BRIEF:
Retype all of the entries exactly as they appear.

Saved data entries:

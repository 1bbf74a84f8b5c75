// Copyright (c) 2025-2026 Adrian Robinson. Licensed under the AGPL-3.0.
// See LICENSE file in the project root for full license text.

use async_trait::async_trait;
use thiserror::Error;

#[derive(Error, Debug)]
pub enum StorageError {
    #[error("Storage backend error: {0}")]
    Backend(String),
    #[error("Corrupt record at '{key}': {reason}")]
    Corruption {
        key: String,
        reason: String,
    },
    #[error("Serialization failed: {0}")]
    Serialization(#[from] serde_json::Error),
}

/// Key/value primitive the engine persists everything through.
///
/// Values are opaque bytes to the store. Implementations must make `set`
/// durable before returning; the queue relies on that for its
/// persisted-before-ack guarantee.
#[async_trait]
pub trait DurableStore: Send + Sync {
    async fn get(&self, key: &str) -> Result<Option<Vec<u8>>, StorageError>;
    async fn set(&self, key: &str, value: &[u8]) -> Result<(), StorageError>;

    /// Removing a missing key is not an error.
    async fn remove(&self, key: &str) -> Result<(), StorageError>;

    /// All keys starting with `prefix`, in ascending order.
    async fn keys_with_prefix(&self, prefix: &str) -> Result<Vec<String>, StorageError>;
}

SOLUTION TO THIS EXERCISE:
repository 1bbf74a84f8b5c75
// Copyright (c) 2025-2026 Adrian Robinson. Licensed under the AGPL-3.0.
// See LICENSE file in the project root for full license text.

use async_trait::async_trait;
use thiserror::Error;

#[derive(Error, Debug)]
pub enum StorageError {
    #[error("Storage backend error: {0}")]
    Backend(String),
    #[error("Corrupt record at '{key}': {reason}")]
    Corruption {
        key: String,
        reason: String,
    },
    #[error("Serialization failed: {0}")]
    Serialization(#[from] serde_json::Error),
}

/// Key/value primitive the engine persists everything through.
///
/// Values are opaque bytes to the store. Implementations must make `set`
/// durable before returning; the queue relies on that for its
/// persisted-before-ack guarantee.
#[async_trait]
pub trait DurableStore: Send + Sync {
    async fn get(&self, key: &str) -> Result<Option<Vec<u8>>, StorageError>;
    async fn set(&self, key: &str, value: &[u8]) -> Result<(), StorageError>;

    /// Removing a missing key is not an error.
    async fn remove(&self, key: &str) -> Result<(), StorageError>;

    /// All keys starting with `prefix`, in ascending order.
    async fn keys_with_prefix(&self, prefix: &str) -> Result<Vec<String>, StorageError>;
}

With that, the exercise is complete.